# Watertight after 20 years



## Robbo60 (8 Feb 2021)

20 years ago I had a prefabricated garage built as couldn't afford a brick one. It had no guttering as not linked to drainage. Consequently the rain would run off roof and eventually find it's way between the base and wall onto the floor. The ground level at the back was also 18" higher so got water ingress there too. Didn't bother me too much as it was just for storing stuff but a few years ago I converted half of it to a workshop by putting a stud wall in. The water now bothered me even after putting a rubber covering on floor. 
So after 20 years I fitted guttering to both sides feeding into a separate 100ltr water butt for each side. They fill up overnight when we have rain so I have had to fit overflows and connect these to a drain 5m away via a garden hose. I also dug out at the back and put 150mm of concrete in.
Result is after 20 years I have a watertight garage. Probably a days work, so why has it taken me 20 years?? Asking for a Wife.
Antone else got jobs been outstanding for years?


----------



## Jameshow (8 Feb 2021)

We have a leaky porch only leaks during the heaviest downpours in one place. 

Haven't yet investigated how or where it's coming in... 5 years so far.....perhaps today.... Nah too cold! 

Cheers James


----------



## eribaMotters (8 Feb 2021)

When we moved into our second marital home I promised some nice built in period wardrobes. It didn't happen. Jump forward 15/20 years to marital home number three and it happened.

Colin


----------



## Sachakins (8 Feb 2021)

Why does a job take so long......
A) It's never urgent, until the problem affects what you need to do.
B) It's never urgent, until the problem damages something you need right now.
C) It's never urgent, until SWMBO goes nuclear over it.


----------



## Ozi (8 Feb 2021)

Robbo60 said:


> 20 years ago I had a prefabricated garage built as couldn't afford a brick one. It had no guttering as not linked to drainage. Consequently the rain would run off roof and eventually find it's way between the base and wall onto the floor. The ground level at the back was also 18" higher so got water ingress there too. Didn't bother me too much as it was just for storing stuff but a few years ago I converted half of it to a workshop by putting a stud wall in. The water now bothered me even after putting a rubber covering on floor.
> So after 20 years I fitted guttering to both sides feeding into a separate 100ltr water butt for each side. They fill up overnight when we have rain so I have had to fit overflows and connect these to a drain 5m away via a garden hose. I also dug out at the back and put 150mm of concrete in.
> Result is after 20 years I have a watertight garage. Probably a days work, so why has it taken me 20 years?? Asking for a Wife.
> Antone else got jobs been outstanding for years?

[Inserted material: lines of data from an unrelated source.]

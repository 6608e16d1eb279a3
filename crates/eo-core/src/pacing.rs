//! ---
//! ems_section: "01-core-functionality"
//! ems_subsection: "module"
//! ems_type: "source"
//! ems_scope: "code"
//! ems_description: "Fixed-period pacing for the arbitration loop."
//! ems_version: "v0.0.0-prealpha"
//! ems_owner: "tbd"
//! ---
use std::time::Duration;

use tokio::time::{Instant, MissedTickBehavior};

/// Interval that waits a full period after a late tick instead of bursting.
#[derive(Debug)]
pub struct RateLimiter {
    interval: tokio::time::Interval,
}

impl RateLimiter {
    pub fn new(period: Duration) -> Self {
        let mut interval = tokio::time::interval(period);
        interval.set_missed_tick_behavior(MissedTickBehavior::Delay);
        Self { interval }
    }

    pub async fn tick(&mut self) -> Instant {
        self.interval.tick().await
    }

    pub fn period(&self) -> Duration {
        self.interval.period()
    }
}

#[cfg(test)]
mod tests {
    use super::*;

    #[tokio::test(start_paused = true)]
    async fn ticks_are_spaced_by_period() {
        let mut limiter = RateLimiter::new(Duration::from_secs(5));
        let first = limiter.tick().await;
        let second = limiter.tick().await;
        assert_eq!(second - first, Duration::from_secs(5));
        assert_eq!(limiter.period(), Duration::from_secs(5));
    }
}
//! ---
//! ems_section: "01-core-functionality"
//! ems_subsection: "module"
//! ems_type: "source"
//! ems_scope: "code"
//! ems_description: "Station-wide charger options and overrides."
//! ems_version: "v0.0.0-prealpha"
//! ems_owner: "tbd"
//! ---
use eo_common::config::ModuleParams;
use eo_protocol::{MAX_AMPS, MIN_CHARGE_AMPS};

use crate::error::PluginError;
use crate::params::{
    resolve, ModuleSettings, ParamDefault, ParamSpec, ResolvedParams, POLL_CADENCE,
};
use crate::plugin::{ChargePlugin, ChargerOverrides, PollContext, DEFAULT_VOLTAGE_CORRECTION};

pub const NAME: &str = "chargeroptions";

const PARAMS: &[ParamSpec] = &[
    ParamSpec::new("enabled", ParamDefault::Bool(true)),
    POLL_CADENCE,
    ParamSpec::new("always_supply_current", ParamDefault::Bool(false)),
    ParamSpec::new("overall_limit_current", ParamDefault::Int(32)),
    ParamSpec::new(
        "mains_voltage_correction",
        ParamDefault::Float(DEFAULT_VOLTAGE_CORRECTION),
    ),
    ParamSpec::new("charger_name", ParamDefault::Text("")),
    ParamSpec::new("charger_id", ParamDefault::Text("")),
];

#[derive(Debug, Clone, Default, PartialEq)]
pub struct ChargerOptionsConfig {
    pub settings: ModuleSettings,
    /// Ceiling already clamped to the supported charging range.
    pub overrides: ChargerOverrides,
    pub charger_name: String,
    pub charger_id: String,
}

impl ChargerOptionsConfig {
    fn from_params(params: &ResolvedParams) -> Result<Self, PluginError> {
        let charger_id = params.text("charger_id")?;
        if !charger_id
            .chars()
            .all(|c| c.is_ascii_alphanumeric() || c == '_')
        {
            return Err(PluginError::InvalidParameter {
                module: NAME,
                param: "charger_id",
                reason: format!("'{}' must be alphanumeric or underscore", charger_id),
            });
        }
        let limit = params
            .int("overall_limit_current")?
            .clamp(i64::from(MIN_CHARGE_AMPS), i64::from(MAX_AMPS));
        Ok(Self {
            settings: ModuleSettings::from_params(params)?,
            overrides: ChargerOverrides {
                always_supply_current: params.bool("always_supply_current")?,
                overall_limit_current: limit as i32,
                mains_voltage_correction: params.float("mains_voltage_correction")?,
            },
            charger_name: params.text("charger_name")?.to_owned(),
            charger_id: charger_id.to_owned(),
        })
    }
}

/// Never votes; contributes the global overrides instead.
#[derive(Debug, Default)]
pub struct ChargerOptions {
    params: ResolvedParams,
    config: ChargerOptionsConfig,
}

impl ChargerOptions {
    pub fn new(raw: &ModuleParams) -> Result<Self, PluginError> {
        let mut module = Self::default();
        module.configure(raw)?;
        Ok(module)
    }

    pub fn config(&self) -> &ChargerOptionsConfig {
        &self.config
    }
}

impl ChargePlugin for ChargerOptions {
    fn name(&self) -> &'static str {
        NAME
    }

    fn param_spec(&self) -> &'static [ParamSpec] {
        PARAMS
    }

    fn configure(&mut self, raw: &ModuleParams) -> Result<(), PluginError> {
        let params = resolve(NAME, PARAMS, raw);
        self.config = ChargerOptionsConfig::from_params(&params)?;
        self.params = params;
        Ok(())
    }

    fn params(&self) -> &ResolvedParams {
        &self.params
    }

    fn settings(&self) -> ModuleSettings {
        self.config.settings
    }

    fn poll(&mut self, _ctx: &PollContext<'_>) -> Result<Option<i32>, PluginError> {
        Ok(None)
    }

    fn charger_overrides(&self) -> Option<ChargerOverrides> {
        Some(self.config.overrides)
    }
}

#[cfg(test)]
mod tests {
    use super::*;
    use serde_json::json;

    fn options(value: serde_json::Value) -> Result<ChargerOptions, PluginError> {
        ChargerOptions::new(value.as_object().unwrap())
    }

    #[test]
    fn defaults_match_factory_settings() {
        let overrides = options(json!({})).unwrap().charger_overrides().unwrap();
        assert_eq!(overrides, ChargerOverrides::default());
    }

    #[test]
    fn overall_limit_is_clamped_to_supported_range() {
        let high = options(json!({"overall_limit_current": 48})).unwrap();
        assert_eq!(high.charger_overrides().unwrap().overall_limit_current, 32);
        let low = options(json!({"overall_limit_current": 2})).unwrap();
        assert_eq!(low.charger_overrides().unwrap().overall_limit_current, 6);
    }

    #[test]
    fn charger_id_must_be_identifier_like() {
        let named = options(json!({"charger_id": "garage_1", "charger_name": "Garage"})).unwrap();
        assert_eq!(named.config().charger_id, "garage_1");
        assert_eq!(named.config().charger_name, "Garage");
        assert!(matches!(
            options(json!({"charger_id": "garage 1"})),
            Err(PluginError::InvalidParameter { param: "charger_id", .. })
        ));
    }
}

I feel your pain, jobs need to be carefully planned. I am blessed to have a father in law who started a conservatory and took 20 years to finish so can get away with any job under a decade in the making.


----------



## artie (8 Feb 2021)

In 1984 I purchased a brand new house, a chalet bungalow.
When we pulled in to the driveway I noticed that the plasterers had left a nail protruding from the wall where they had fixed a line.
Says I to her indoors, I'd need to pull out that nail in case one of the kids get snagged on it.

Fast forward to 1994 when we were moving out. After everything had been moved and the final check over done as we were reversing out of the drive to go hand over the keys, yip you guessed it. The nail was still there.


----------



## RichardG64 (8 Feb 2021)

3 Marriages?


----------



## paulrbarnard (8 Feb 2021)

We have stone mullion windows. The one in the kitchen leaks when we get heavy rain driven in by the wind. We get puddles on the window sill on bad days. I replaced the sill when we moved in as it was rotten. That should have been a clue...
As it only happens two or three times a year when the conditions align I keep forgetting to do anything about it. Of course every time the water comes in my wife is very quick to question why it is taking so long. Only five years so far...


----------



## artie (8 Feb 2021)

paulrbarnard said:


> Only five years so far...


If a man says he will do something, he will do it.

There's no need to remind him every five years.


----------



## Robbo60 (9 Feb 2021)

paulrbarnard said:


> We have stone mullion windows. The one in the kitchen leaks when we get heavy rain driven in by the wind. We get puddles on the window sill on bad days. I replaced the sill when we moved in as it was rotten. That should have been a clue...
> As it only happens two or three times a year when the conditions align I keep forgetting to do anything about it. Of course every time the water comes in my wife is very quick to question why it is taking so long. Only five years so far...


towel on the window sill - sorted


----------



## Robbo60 (9 Feb 2021)

paulrbarnard said:


> We have stone mullion windows. The one in the kitchen leaks when we get heavy rain driven in by the wind. We get puddles on the window sill on bad days. I replaced the sill when we moved in as it was rotten. That should have been a clue...
> As it only happens two or three times a year when the conditions align I keep forgetting to do anything about it. Of course every time the water comes in my wife is very quick to question why it is taking so long. Only five years so far...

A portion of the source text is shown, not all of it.